15. De rechtbank neemt het arrest van de Hoge Raad van 19 februari 2016, ECLI:NL:HR:2016:252, als uitgangspunt. Een uitspraak in eerste aanleg is niet binnen een redelijke termijn gedaan als de rechtbank niet binnen twee jaar nadat die termijn is aangevangen uitspraak doet, tenzij sprake is van bijzondere omstandigheden. In deze termijn is de duur van de bezwaarfase inbegrepen. In gevallen waarin de bezwaar- en beroepsfase tezamen onredelijk veel tijd in beslag hebben genomen heeft als regel te gelden dat de bezwaarfase onredelijk lang heeft geduurd voor zover de duur daarvan een half jaar overschrijdt en de beroepsfase voor zover deze meer dan anderhalf jaar in beslag neemt. Wanneer de redelijke termijn is overschreden, wordt als uitgangspunt voor de schadevergoeding een tarief gehanteerd van € 500 per halfjaar dat die termijn is overschreden, waarbij het totaal van de overschrijding naar boven wordt afgerond. 16. De rechtbank is van oordeel dat eiser recht heeft op vergoeding van immateriële schade wegens overschrijding van de redelijke termijn. Het bezwaarschrift is ontvangen op 1 juni 2017. De rechtbank ziet geen aanleiding de termijn te verlengen. Dat betekent dat de redelijke termijn is overschreden met minder dan een halfjaar. Eiser heeft daarom recht op een schadevergoeding van € 500. De uitspraak op bezwaar dateert van 24 november 2017. Dat betekent dat de overschrijding van de beslistermijn volledig is toe te rekenen aan de beroepsfase. Daarom zal de rechtbank bepalen dat de Staat het bedrag van € 500 dient te vergoeden.
17. De rechtbank ziet aanleiding verweerder te veroordelen in de kosten van eiser voor de door een derde beroepsmatig verleende rechtsbijstand. De kosten zijn op de voet van het Besluit proceskosten bestuursrecht vastgesteld op € 1.532 (1 punt voor het indienen van het bezwaarschrift, 1 punt voor de hoorzitting met een waarde per punt van € 254, 1 punt voor het indienen van het beroepschrift, 1 punt voor de zitting, met een waarde per punt van € 512 en een wegingsfactor 1). De rechtbank ziet geen aanleiding voor toekenning van een integrale proceskostenvergoeding, omdat geen sprake is van het tegen beter weten in of anderszins zeer onzorgvuldig handelen door verweerder. In een andere zaak op dezelfde zitting heeft verweerder zich op het standpunt gesteld dat geen aanleiding bestaat voor een vergoeding van de kosten van de bezwaarfase, omdat in de bezwaarfase geen beroep is gedaan op de leeftijdskorting. Uit de goedkeuring volgt echter niet zonder meer dat hierop een beroep moet worden gedaan. Uit de aangifte volgt de hoogte van de BPM en valt direct op te maken dat bijtelling van vijf werkdagen leidt tot leeftijdskorting. De betaalde BPM is gelijk aan de aangegeven BPM. Dit had verweerder kunnen constateren op basis van de gegevens in het dossier. Hieruit volgt dat de leeftijdskorting niet is toegepast, hoewel daarop wel recht bestaat. Omdat hierdoor niet kan worden uitgesloten dat te veel BPM is geheven, terwijl verweerder ervoor moet waken dat te veel wordt geheven, is naar het oordeel van de rechtbank sprake van een aan verweerder te wijten onrechtmatigheid.

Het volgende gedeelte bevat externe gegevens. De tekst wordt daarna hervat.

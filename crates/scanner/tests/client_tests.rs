//! Client and worker behavior against a stub coordinator.

use axum::Router;
use axum::extract::State;
use axum::http::{HeaderMap, StatusCode};
use axum::routing::post;
use axum::Json;
use locmap_core::config::ScannerConfig;
use locmap_scanner::CoordinatorClient;
use locmap_scanner::dns::ResolverPool;
use locmap_scanner::metrics::ScannerMetrics;
use locmap_scanner::worker::Worker;
use serde_json::{Value, json};
use std::net::SocketAddr;
use std::sync::Arc;
use std::sync::Mutex;
use std::time::Duration;
use tokio_util::sync::CancellationToken;

const STUB_TOKEN: &str = "stub-token";

/// What the stub hands out and what it has seen.
#[derive(Clone, Default)]
struct StubState {
    /// Next batch to serve, if any.
    batch: Arc<Mutex<Option<(i64, Vec<String>)>>>,
    submissions: Arc<Mutex<Vec<Value>>>,
    heartbeats: Arc<Mutex<u32>>,
}

fn authorized(headers: &HeaderMap) -> bool {
    headers
        .get("authorization")
        .and_then(|v| v.to_str().ok())
        .is_some_and(|v| v == format!("Bearer {STUB_TOKEN}"))
}

async fn stub_jobs(
    State(state): State<StubState>,
    headers: HeaderMap,
    Json(_body): Json<Value>,
) -> (StatusCode, Json<Value>) {
    if !authorized(&headers) {
        return (
            StatusCode::UNAUTHORIZED,
            Json(json!({"code": "unauthorized", "message": "unknown token"})),
        );
    }
    match state.batch.lock().unwrap().take() {
        Some((id, domains)) => (
            StatusCode::OK,
            Json(json!({"batch_id": id, "domains": domains})),
        ),
        None => (StatusCode::OK, Json(json!({"domains": []}))),
    }
}

async fn stub_heartbeat(
    State(state): State<StubState>,
    headers: HeaderMap,
    Json(_body): Json<Value>,
) -> (StatusCode, Json<Value>) {
    if !authorized(&headers) {
        return (
            StatusCode::UNAUTHORIZED,
            Json(json!({"code": "unauthorized", "message": "unknown token"})),
        );
    }
    *state.heartbeats.lock().unwrap() += 1;
    (StatusCode::OK, Json(json!({"ok": true})))
}

async fn stub_results(
    State(state): State<StubState>,
    headers: HeaderMap,
    Json(body): Json<Value>,
) -> (StatusCode, Json<Value>) {
    if !authorized(&headers) {
        return (
            StatusCode::UNAUTHORIZED,
            Json(json!({"code": "unauthorized", "message": "unknown token"})),
        );
    }
    let accepted = body["loc_records"].as_array().map_or(0, Vec::len);
    state.submissions.lock().unwrap().push(body);
    (StatusCode::OK, Json(json!({"accepted": accepted})))
}

async fn spawn_stub() -> (StubState, String) {
    let state = StubState::default();
    let app = Router::new()
        .route("/api/scanner/jobs", post(stub_jobs))
        .route("/api/scanner/heartbeat", post(stub_heartbeat))
        .route("/api/scanner/results", post(stub_results))
        .with_state(state.clone());

    let listener = tokio::net::TcpListener::bind("127.0.0.1:0").await.unwrap();
    let addr: SocketAddr = listener.local_addr().unwrap();
    tokio::spawn(async move {
        axum::serve(listener, app).await.ok();
    });

    (state, format!("http://{addr}"))
}

fn scanner_config(url: &str) -> ScannerConfig {
    serde_json::from_value(json!({
        "coordinator_url": url,
        "token": STUB_TOKEN,
        "workers": 1,
        "empty_queue_delay_secs": 60,
        "dns": {"nameservers": ["127.0.0.1"], "timeout_secs": 1}
    }))
    .unwrap()
}

#[tokio::test]
async fn session_id_is_minted_per_client() {
    let a = CoordinatorClient::new("http://localhost:1", "t").unwrap();
    let b = CoordinatorClient::new("http://localhost:1", "t").unwrap();
    assert_ne!(a.session_id(), b.session_id());
    assert_eq!(a.session_id().len(), 36);
}

#[tokio::test]
async fn get_batch_distinguishes_work_from_empty() {
    let (state, url) = spawn_stub().await;
    let client = CoordinatorClient::new(&url, STUB_TOKEN).unwrap();

    assert!(client.get_batch().await.unwrap().is_none());

    *state.batch.lock().unwrap() = Some((7, vec!["a.example".into(), "b.example".into()]));
    let batch = client.get_batch().await.unwrap().unwrap();
    assert_eq!(batch.id, 7);
    assert_eq!(batch.domains, vec!["a.example", "b.example"]);
}

#[tokio::test]
async fn bad_token_surfaces_as_an_error() {
    let (_state, url) = spawn_stub().await;
    let client = CoordinatorClient::new(&url, "wrong-token").unwrap();

    let err = client.get_batch().await.unwrap_err();
    assert!(err.to_string().contains("401"), "{err}");
    assert!(client.heartbeat().await.is_err());
}

#[tokio::test]
async fn heartbeat_and_submit_round_trip() {
    let (state, url) = spawn_stub().await;
    let client = CoordinatorClient::new(&url, STUB_TOKEN).unwrap();

    client.heartbeat().await.unwrap();
    assert_eq!(*state.heartbeats.lock().unwrap(), 1);

    let record = locmap_core::parse_loc(
        "x.example.com",
        "52 22 23.000 N 4 53 32.000 E -2.00m 1m 10000m 10m",
    )
    .unwrap();
    let accepted = client.submit_batch(42, 10, vec![record]).await.unwrap();
    assert_eq!(accepted, 1);

    let submissions = state.submissions.lock().unwrap();
    assert_eq!(submissions.len(), 1);
    assert_eq!(submissions[0]["batch_id"], 42);
    assert_eq!(submissions[0]["domains_checked"], 10);
    assert_eq!(submissions[0]["loc_records"][0]["fqdn"], "x.example.com");
}

#[tokio::test]
async fn worker_leaves_the_empty_queue_wait_on_shutdown() {
    let (_state, url) = spawn_stub().await;
    let config = Arc::new(scanner_config(&url));
    let client = Arc::new(CoordinatorClient::new(&url, STUB_TOKEN).unwrap());
    let pool = Arc::new(ResolverPool::new(&config.dns, 1).unwrap());
    let metrics = Arc::new(ScannerMetrics::new());

    let shutdown = CancellationToken::new();
    let cancel = CancellationToken::new();
    let worker = Worker::new(1, config, client, pool, metrics, shutdown.clone());
    let handle = tokio::spawn(worker.run(cancel));

    // Let the worker hit the empty queue and settle into its
    // (long, jittered) wait.
    tokio::time::sleep(Duration::from_millis(300)).await;
    shutdown.cancel();

    // The configured delay is 60s; a prompt exit proves the wait is
    // interruptible by the graceful-shutdown signal.
    tokio::time::timeout(Duration::from_secs(5), handle)
        .await
        .expect("worker did not exit after shutdown")
        .unwrap();
}
//! Authentication middleware.
//!
//! Scanner endpoints authenticate with a bearer token: the SHA-256 of
//! the presented token is looked up against the stored client hashes
//! and the matching client rides along as a request extension. Admin
//! endpoints compare the `X-Admin-Key` header against the configured
//! key verbatim.

use crate::error::ApiError;
use crate::state::AppState;
use axum::extract::{Request, State};
use axum::http::header::AUTHORIZATION;
use axum::middleware::Next;
use axum::response::Response;
use locmap_store::models::ScannerClientRow;
use sha2::{Digest, Sha256};

/// The authenticated scanner client, injected by [`scanner_auth_middleware`].
#[derive(Clone, Debug)]
pub struct AuthenticatedClient(pub ScannerClientRow);

/// Extract bearer token from the Authorization header.
/// Per RFC 6750, the "Bearer" scheme is case-insensitive.
fn extract_bearer_token(req: &Request) -> Option<&str> {
    req.headers()
        .get(AUTHORIZATION)
        .and_then(|v| v.to_str().ok())
        .and_then(|v| {
            if v.len() >= 7 && v[..7].eq_ignore_ascii_case("bearer ") {
                Some(&v[7..])
            } else {
                None
            }
        })
}

/// Hash a token for storage lookup.
pub fn hash_token(token: &str) -> String {
    let mut hasher = Sha256::new();
    hasher.update(token.as_bytes());
    hex::encode(hasher.finalize())
}

/// Middleware validating scanner bearer tokens.
pub async fn scanner_auth_middleware(
    State(state): State<AppState>,
    mut req: Request,
    next: Next,
) -> Result<Response, ApiError> {
    let Some(token) = extract_bearer_token(&req) else {
        return Err(ApiError::Unauthorized("missing bearer token".to_string()));
    };

    let token_hash = hash_token(token);
    let Some(client) = state.store.get_client_by_token_hash(&token_hash).await? else {
        return Err(ApiError::Unauthorized("unknown token".to_string()));
    };

    req.extensions_mut().insert(AuthenticatedClient(client));
    Ok(next.run(req).await)
}

/// Middleware validating the admin API key.
pub async fn admin_auth_middleware(
    State(state): State<AppState>,
    req: Request,
    next: Next,
) -> Result<Response, ApiError> {
    let presented = req
        .headers()
        .get("x-admin-key")
        .and_then(|v| v.to_str().ok());

    match presented {
        Some(key) if key == state.config.admin.api_key => Ok(next.run(req).await),
        _ => Err(ApiError::Unauthorized("invalid admin key".to_string())),
    }
}

// Note: hex is a simple utility, we'll inline it
mod hex {
    pub fn encode(data: impl AsRef<[u8]>) -> String {
        data.as_ref().iter().map(|b| format!("{b:02x}")).collect()
    }
}
//! HTTP client for the coordinator API.

use anyhow::{Context, Result, bail};
use locmap_core::api::{
    GetBatchRequest, GetBatchResponse, HeartbeatRequest, HeartbeatResponse, LocRecord,
    SubmitBatchRequest, SubmitBatchResponse,
};
use reqwest::Url;
use std::time::Duration;
use uuid::Uuid;

/// Default timeout for claim and heartbeat calls.
const REQUEST_TIMEOUT: Duration = Duration::from_secs(30);

/// Submissions carry whole result sets and get a longer budget.
const SUBMIT_TIMEOUT: Duration = Duration::from_secs(60);

/// A batch of FQDNs handed out by the coordinator.
#[derive(Debug, Clone)]
pub struct Batch {
    pub id: i64,
    pub domains: Vec<String>,
}

/// Coordinator API client. One instance per scanner process; the
/// session id minted here identifies this process incarnation to the
/// coordinator for liveness tracking and batch reclaim.
pub struct CoordinatorClient {
    http: reqwest::Client,
    base_url: Url,
    token: String,
    session_id: String,
}

impl CoordinatorClient {
    pub fn new(base_url: &str, token: &str) -> Result<Self> {
        let base_url = Url::parse(base_url).context("invalid coordinator URL")?;
        let http = reqwest::Client::builder()
            .timeout(REQUEST_TIMEOUT)
            .build()
            .context("build http client")?;
        Ok(Self {
            http,
            base_url,
            token: token.to_string(),
            session_id: Uuid::new_v4().to_string(),
        })
    }

    /// The process-unique session id.
    pub fn session_id(&self) -> &str {
        &self.session_id
    }

    fn url(&self, path: &str) -> Result<Url> {
        self.base_url.join(path).context("failed to build API URL")
    }

    /// Claim a batch. `None` means the queue is empty.
    pub async fn get_batch(&self) -> Result<Option<Batch>> {
        let url = self.url("/api/scanner/jobs")?;
        let req = GetBatchRequest {
            session_id: self.session_id.clone(),
        };

        let response = self
            .http
            .post(url)
            .bearer_auth(&self.token)
            .json(&req)
            .send()
            .await?;
        let status = response.status();
        if !status.is_success() {
            let body = response.text().await.unwrap_or_default();
            bail!("get batch failed: {status} {body}");
        }

        let body: GetBatchResponse = response.json().await?;
        match body.batch_id {
            Some(id) if id > 0 => Ok(Some(Batch {
                id,
                domains: body.domains,
            })),
            _ => Ok(None),
        }
    }

    /// Send a keepalive for this session.
    pub async fn heartbeat(&self) -> Result<()> {
        let url = self.url("/api/scanner/heartbeat")?;
        let req = HeartbeatRequest {
            session_id: self.session_id.clone(),
        };

        let response = self
            .http
            .post(url)
            .bearer_auth(&self.token)
            .json(&req)
            .send()
            .await?;
        let status = response.status();
        if !status.is_success() {
            let body = response.text().await.unwrap_or_default();
            bail!("heartbeat failed: {status} {body}");
        }

        let body: HeartbeatResponse = response.json().await?;
        if !body.ok {
            bail!("heartbeat rejected");
        }
        Ok(())
    }

    /// Submit batch results.
    pub async fn submit_batch(
        &self,
        batch_id: i64,
        domains_checked: i64,
        loc_records: Vec<LocRecord>,
    ) -> Result<usize> {
        let url = self.url("/api/scanner/results")?;
        let req = SubmitBatchRequest {
            batch_id,
            domains_checked,
            loc_records,
        };

        let response = self
            .http
            .post(url)
            .timeout(SUBMIT_TIMEOUT)
            .bearer_auth(&self.token)
            .json(&req)
            .send()
            .await?;
        let status = response.status();
        if !status.is_success() {
            let body = response.text().await.unwrap_or_default();
            bail!("submit batch failed: {status} {body}");
        }

        let body: SubmitBatchResponse = response.json().await?;
        Ok(body.accepted)
    }
}
//! Scan batch repository: the work queue.

use crate::error::StoreResult;
use crate::models::ScanBatchRow;
use async_trait::async_trait;
use time::OffsetDateTime;
use uuid::Uuid;

/// What a scanner receives from a successful claim.
#[derive(Debug, Clone)]
pub struct ClaimedBatch {
    pub id: i64,
    /// Newline-joined FQDN list as stored.
    pub domains: String,
}

/// What completing a batch hands back to the caller.
#[derive(Debug, Clone)]
pub struct CompletedBatch {
    /// Owning file, null for manual batches.
    pub file_id: Option<i64>,
    /// When the batch was claimed; lets the caller derive the
    /// processing duration.
    pub assigned_at: Option<OffsetDateTime>,
}

/// Repository for queue operations.
///
/// The queue promises at-most-one-in-flight per batch id: a claim takes
/// a row lock that skips already-locked rows, so concurrent claimants
/// never contend and never receive the same id twice.
#[async_trait]
pub trait BatchRepo: Send + Sync {
    /// Insert a batch and advance the owning file's resume cursor and
    /// `batches_created` counter, in one transaction.
    async fn create_batch_and_advance(
        &self,
        file_id: i64,
        line_start: i64,
        line_end: i64,
        domains: &str,
    ) -> StoreResult<()>;

    /// Insert an admin-queued batch with no owning file.
    async fn create_manual_batch(&self, domains: &str) -> StoreResult<()>;

    /// Claim the lowest-id pending batch for `(scanner_id, session_id)`.
    /// Returns `None` when the queue is empty.
    async fn claim_batch(
        &self,
        scanner_id: Uuid,
        session_id: &str,
        now: OffsetDateTime,
    ) -> StoreResult<Option<ClaimedBatch>>;

    /// Delete a batch and increment the owning file's
    /// `batches_completed`, in one transaction. Returns `None` when the
    /// batch no longer exists (late submission after a reclaim), which
    /// callers treat as a no-op.
    async fn complete_batch(&self, batch_id: i64) -> StoreResult<Option<CompletedBatch>>;

    /// Number of pending batches (feeder backpressure probe).
    async fn pending_batch_count(&self) -> StoreResult<i64>;

    /// Return in-flight batches of dead sessions to `pending`. A
    /// session is dead when its `last_heartbeat` is before `cutoff`.
    /// Single statement; returns the number reclaimed.
    async fn reclaim_dead_sessions(&self, cutoff: OffsetDateTime) -> StoreResult<i64>;

    /// Wall-time fallback for legacy rows without a session: in-flight
    /// batches with a null `session_id` assigned before `cutoff` go
    /// back to `pending`.
    async fn reclaim_stale_unsessioned(&self, cutoff: OffsetDateTime) -> StoreResult<i64>;

    /// Drop every batch (admin reset). Returns the number deleted.
    async fn delete_all_batches(&self) -> StoreResult<i64>;

    /// Fetch one batch by id.
    async fn get_batch(&self, batch_id: i64) -> StoreResult<Option<ScanBatchRow>>;
}
//! Public handlers: record listing, GeoJSON read model, stats.

use crate::error::ApiResult;
use crate::state::AppState;
use axum::Json;
use axum::extract::{Query, State};
use axum::http::header;
use axum::response::IntoResponse;
use locmap_core::api::{
    BatchQueueStats, CurrentFileProgress, DomainFileStats, FeatureProperties,
    GeoJsonFeature, GeoJsonFeatureCollection, GeoJsonPoint, ListRecordsResponse, PublicLocRecord,
    StatsResponse,
};
use locmap_store::models::LocRecordRow;
use serde::Deserialize;
use time::OffsetDateTime;

const MAX_PAGE_SIZE: i64 = 1000;

#[derive(Debug, Deserialize)]
pub struct ListRecordsQuery {
    #[serde(default = "default_limit")]
    pub limit: i64,
    #[serde(default)]
    pub offset: i64,
    pub domain: Option<String>,
}

fn default_limit() -> i64 {
    100
}

fn to_public(row: LocRecordRow) -> PublicLocRecord {
    PublicLocRecord {
        fqdn: row.fqdn,
        root_domain: row.root_domain,
        raw_record: row.raw_record,
        latitude: row.latitude,
        longitude: row.longitude,
        altitude_m: row.altitude_m,
        size_m: row.size_m,
        horiz_prec_m: row.horiz_prec_m,
        vert_prec_m: row.vert_prec_m,
        first_seen_at: row.first_seen_at,
        last_seen_at: row.last_seen_at,
    }
}

/// Handler for GET /api/public/records.
pub async fn list_records(
    State(state): State<AppState>,
    Query(query): Query<ListRecordsQuery>,
) -> ApiResult<Json<ListRecordsResponse>> {
    let limit = query.limit.clamp(1, MAX_PAGE_SIZE);
    let offset = query.offset.max(0);

    let page = state
        .store
        .list_records(limit, offset, query.domain.as_deref())
        .await?;

    Ok(Json(ListRecordsResponse {
        records: page.records.into_iter().map(to_public).collect(),
        total: page.total,
        limit,
        offset,
    }))
}

/// Handler for GET /api/public/records.geojson.
///
/// The aggregated read model: every FQDN observed at identical
/// `(latitude, longitude, altitude_m, raw_record)` becomes one Point
/// feature. Powers the map viewer.
pub async fn records_geojson(State(state): State<AppState>) -> ApiResult<impl IntoResponse> {
    let locations = state.store.aggregated_locations().await?;

    let features = locations
        .into_iter()
        .map(|loc| GeoJsonFeature {
            kind: "Feature".to_string(),
            geometry: GeoJsonPoint {
                kind: "Point".to_string(),
                coordinates: [loc.longitude, loc.latitude],
            },
            properties: FeatureProperties {
                fqdns: loc.fqdns,
                root_domains: loc.root_domains,
                raw_record: loc.raw_record,
                altitude_m: loc.altitude_m,
                count: loc.count,
                first_seen: loc.first_seen,
                last_seen: loc.last_seen,
            },
        })
        .collect();

    let collection = GeoJsonFeatureCollection {
        kind: "FeatureCollection".to_string(),
        features,
    };

    Ok((
        [
            (header::CONTENT_TYPE, "application/geo+json"),
            (header::CACHE_CONTROL, "public, max-age=300"),
        ],
        Json(collection),
    ))
}

/// Handler for GET /api/public/stats.
pub async fn get_stats(State(state): State<AppState>) -> ApiResult<Json<StatsResponse>> {
    let cutoff = OffsetDateTime::now_utc() - state.config.server.heartbeat_timeout();
    let snapshot = state.store.stats_snapshot(cutoff).await?;

    let current_file = state.store.current_processing_file().await?.map(|f| {
        let progress_pct = if f.batches_created > 0 {
            f.batches_completed as f64 / f.batches_created as f64 * 100.0
        } else {
            0.0
        };
        CurrentFileProgress {
            filename: f.filename,
            processed_lines: f.processed_lines,
            batches_created: f.batches_created,
            batches_completed: f.batches_completed,
            progress_pct,
        }
    });

    Ok(Json(StatsResponse {
        total_loc_records: snapshot.loc_records_total,
        unique_root_domains_with_loc: snapshot.root_domains_with_loc,
        active_scanners: snapshot.scanners_active,
        domain_files: DomainFileStats {
            total: snapshot.files_total,
            pending: snapshot.files_pending,
            processing: snapshot.files_processing,
            complete: snapshot.files_complete,
        },
        batch_queue: BatchQueueStats {
            pending: snapshot.batches_pending,
            in_flight: snapshot.batches_in_flight,
        },
        current_file,
    }))
}
//! Scanner client repository.

use crate::error::StoreResult;
use crate::models::ScannerClientRow;
use async_trait::async_trait;
use time::OffsetDateTime;
use uuid::Uuid;

/// A client together with its in-flight batch count.
#[derive(Debug, Clone)]
pub struct ClientWithStats {
    pub client: ScannerClientRow,
    pub in_flight_batches: i64,
}

/// Repository for scanner client identity.
#[async_trait]
pub trait ClientRepo: Send + Sync {
    /// Register a client. The caller generates the token and hands in
    /// only its hash; plaintext is never stored.
    async fn create_client(&self, client: &ScannerClientRow) -> StoreResult<()>;

    /// Look up a client by the SHA-256 hash of a presented bearer token.
    async fn get_client_by_token_hash(
        &self,
        token_hash: &str,
    ) -> StoreResult<Option<ScannerClientRow>>;

    /// All clients with their in-flight batch counts.
    async fn list_clients(&self) -> StoreResult<Vec<ClientWithStats>>;

    /// Delete a client. `NotFound` if the id does not exist.
    async fn delete_client(&self, client_id: Uuid) -> StoreResult<()>;

    /// Refresh the client-level heartbeat timestamp.
    async fn touch_client(&self, client_id: Uuid, now: OffsetDateTime) -> StoreResult<()>;
}
//! The worker loop: claim, look up, parse, submit.

use crate::client::{Batch, CoordinatorClient};
use crate::dns::{LocLookup, ResolverPool};
use crate::metrics::ScannerMetrics;
use futures::future::join_all;
use locmap_core::api::LocRecord;
use locmap_core::config::ScannerConfig;
use locmap_core::parse_loc_lenient;
use rand::Rng;
use std::sync::Arc;
use std::time::Duration;
use tokio_util::sync::CancellationToken;

/// How many times a submission is attempted before the work is
/// declared lost (the reaper will eventually requeue the batch).
const SUBMIT_ATTEMPTS: u32 = 3;

/// Base delay between submit attempts; attempt n waits n times this.
const SUBMIT_RETRY_DELAY: Duration = Duration::from_secs(5);

/// One of N identical worker loops inside a scanner process.
pub struct Worker {
    id: usize,
    config: Arc<ScannerConfig>,
    client: Arc<CoordinatorClient>,
    pool: Arc<ResolverPool>,
    metrics: Arc<ScannerMetrics>,
    /// Set on graceful shutdown: finish the current batch, then exit.
    shutdown: CancellationToken,
    consecutive_errors: u32,
}

impl Worker {
    pub fn new(
        id: usize,
        config: Arc<ScannerConfig>,
        client: Arc<CoordinatorClient>,
        pool: Arc<ResolverPool>,
        metrics: Arc<ScannerMetrics>,
        shutdown: CancellationToken,
    ) -> Self {
        Self {
            id,
            config,
            client,
            pool,
            metrics,
            shutdown,
            consecutive_errors: 0,
        }
    }

    /// Circuit-breaker delay for the current error streak.
    fn backoff_delay(&self) -> Option<Duration> {
        backoff_delay(
            self.consecutive_errors,
            self.config.retry_base(),
            self.config.max_backoff(),
        )
    }

    /// Count an error; true on the 0 -> 1 transition, which is the only
    /// one that gets logged (the rest back off silently).
    fn record_error(&mut self) -> bool {
        self.consecutive_errors += 1;
        self.consecutive_errors == 1
    }

    /// Clear the streak, returning its previous length.
    fn reset_errors(&mut self) -> u32 {
        std::mem::take(&mut self.consecutive_errors)
    }

    /// Run until shutdown or hard cancellation.
    pub async fn run(mut self, cancel: CancellationToken) {
        tracing::info!(worker = self.id, "Worker started");

        loop {
            if self.shutdown.is_cancelled() || cancel.is_cancelled() {
                tracing::info!(worker = self.id, "Worker stopped");
                return;
            }

            if let Some(delay) = self.backoff_delay() {
                tracing::debug!(
                    worker = self.id,
                    errors = self.consecutive_errors,
                    delay_secs = delay.as_secs(),
                    "Backing off"
                );
                tokio::select! {
                    _ = self.shutdown.cancelled() => continue,
                    _ = cancel.cancelled() => continue,
                    _ = tokio::time::sleep(delay) => {}
                }
            }

            let batch = match self.client.get_batch().await {
                Ok(batch) => batch,
                Err(e) => {
                    if self.record_error() {
                        tracing::warn!(worker = self.id, error = %e, "Claim failed, entering backoff");
                    }
                    continue;
                }
            };

            let Some(batch) = batch else {
                if let prev @ 1.. = self.reset_errors() {
                    tracing::info!(worker = self.id, errors = prev, "Connection recovered");
                }
                let delay = jittered(self.config.empty_queue_delay());
                tracing::debug!(worker = self.id, delay_ms = delay.as_millis() as u64, "Queue empty");
                tokio::select! {
                    _ = self.shutdown.cancelled() => {}
                    _ = cancel.cancelled() => {}
                    _ = tokio::time::sleep(delay) => {}
                }
                continue;
            };

            if let prev @ 1.. = self.reset_errors() {
                tracing::info!(worker = self.id, errors = prev, "Connection recovered");
            }
            self.metrics.batches_claimed.inc();

            // Finish this batch even if graceful shutdown arrives now;
            // only hard cancellation abandons it.
            self.process_batch(batch, &cancel).await;
        }
    }

    async fn process_batch(&mut self, batch: Batch, cancel: &CancellationToken) {
        let batch_id = batch.id;
        let domains_checked = batch.domains.len() as i64;
        tracing::info!(
            worker = self.id,
            batch_id,
            domains = domains_checked,
            "Processing batch"
        );

        // The pool bounds concurrency, so all lookups can be dispatched
        // at once.
        let lookups = join_all(
            batch
                .domains
                .iter()
                .map(|fqdn| async { (fqdn.as_str(), self.pool.lookup_loc(fqdn, cancel).await) }),
        )
        .await;

        let mut records: Vec<LocRecord> = Vec::new();
        for (fqdn, outcome) in lookups {
            match outcome {
                LocLookup::Found(raw) => {
                    tracing::info!(worker = self.id, fqdn, raw = %raw, "Found LOC record");
                    match parse_loc_lenient(fqdn, &raw) {
                        Ok(record) => records.push(record),
                        Err(e) => {
                            self.metrics.parse_failures.inc();
                            tracing::warn!(worker = self.id, fqdn, error = %e, "Unparseable LOC record");
                        }
                    }
                }
                LocLookup::NotFound => {}
                LocLookup::Failed(reason) => {
                    self.metrics.lookup_errors.inc();
                    tracing::debug!(worker = self.id, fqdn, reason = %reason, "Lookup failed");
                }
            }
        }

        self.metrics.domains_checked.inc_by(domains_checked as u64);
        self.metrics.loc_records_found.inc_by(records.len() as u64);
        let record_count = records.len();

        // Submit with retries; losing a batch is expensive for the
        // fleet (it sits in_flight until the reaper notices).
        let mut submitted = false;
        for attempt in 1..=SUBMIT_ATTEMPTS {
            match self
                .client
                .submit_batch(batch_id, domains_checked, records.clone())
                .await
            {
                Ok(accepted) => {
                    if let prev @ 1.. = self.reset_errors() {
                        tracing::info!(worker = self.id, errors = prev, "Connection recovered");
                    }
                    tracing::info!(
                        worker = self.id,
                        batch_id,
                        accepted,
                        records = record_count,
                        "Batch submitted"
                    );
                    submitted = true;
                    break;
                }
                Err(e) if attempt < SUBMIT_ATTEMPTS => {
                    let delay = SUBMIT_RETRY_DELAY * attempt;
                    tracing::warn!(
                        worker = self.id,
                        batch_id,
                        attempt,
                        error = %e,
                        retry_secs = delay.as_secs(),
                        "Submit failed, retrying"
                    );
                    tokio::select! {
                        _ = cancel.cancelled() => return,
                        _ = tokio::time::sleep(delay) => {}
                    }
                }
                Err(e) => {
                    if self.record_error() {
                        tracing::warn!(worker = self.id, batch_id, error = %e, "Submit failed, entering backoff");
                    }
                }
            }
        }

        if !submitted {
            self.metrics.submit_failures.inc();
            tracing::warn!(
                worker = self.id,
                batch_id,
                records = record_count,
                "Lost batch results after {SUBMIT_ATTEMPTS} submit attempts"
            );
        }
    }
}

/// `base * 2^(errors-1)`, capped. Zero errors means no delay.
fn backoff_delay(errors: u32, base: Duration, max: Duration) -> Option<Duration> {
    if errors == 0 {
        return None;
    }
    let factor = 2f64.powi(errors.saturating_sub(1).min(16) as i32);
    Some(base.mul_f64(factor).min(max))
}

/// Spread a delay over 0.5x..1.5x to avoid a thundering herd against
/// an empty queue.
fn jittered(base: Duration) -> Duration {
    let factor = rand::rng().random_range(0.5..1.5);
    base.mul_f64(factor)
}

#[cfg(test)]
mod tests {
    use super::*;

    #[test]
    fn backoff_grows_exponentially_and_caps() {
        let base = Duration::from_secs(5);
        let max = Duration::from_secs(300);

        assert_eq!(backoff_delay(0, base, max), None);
        assert_eq!(backoff_delay(1, base, max), Some(Duration::from_secs(5)));
        assert_eq!(backoff_delay(2, base, max), Some(Duration::from_secs(10)));
        assert_eq!(backoff_delay(4, base, max), Some(Duration::from_secs(40)));
        assert_eq!(backoff_delay(10, base, max), Some(max));
        // Deep streaks must not overflow.
        assert_eq!(backoff_delay(u32::MAX, base, max), Some(max));
    }

    #[test]
    fn jitter_stays_within_half_to_one_and_a_half() {
        let base = Duration::from_secs(30);
        for _ in 0..1000 {
            let d = jittered(base);
            assert!(d >= Duration::from_secs(15), "{d:?}");
            assert!(d < Duration::from_secs(45), "{d:?}");
        }
    }
}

18. Van overige voor vergoeding in aanmerking komende kosten is de rechtbank niet gebleken. Verweerder dient ook het griffierecht te vergoeden, bij niet tijdige betaling te vermeerderen met rente.
Deze uitspraak is gedaan door mr. R.A. Eskes, rechter, in aanwezigheid van M.I.M. Geraerts, griffier. De beslissing is in het openbaar uitgesproken op 24 oktober 2019.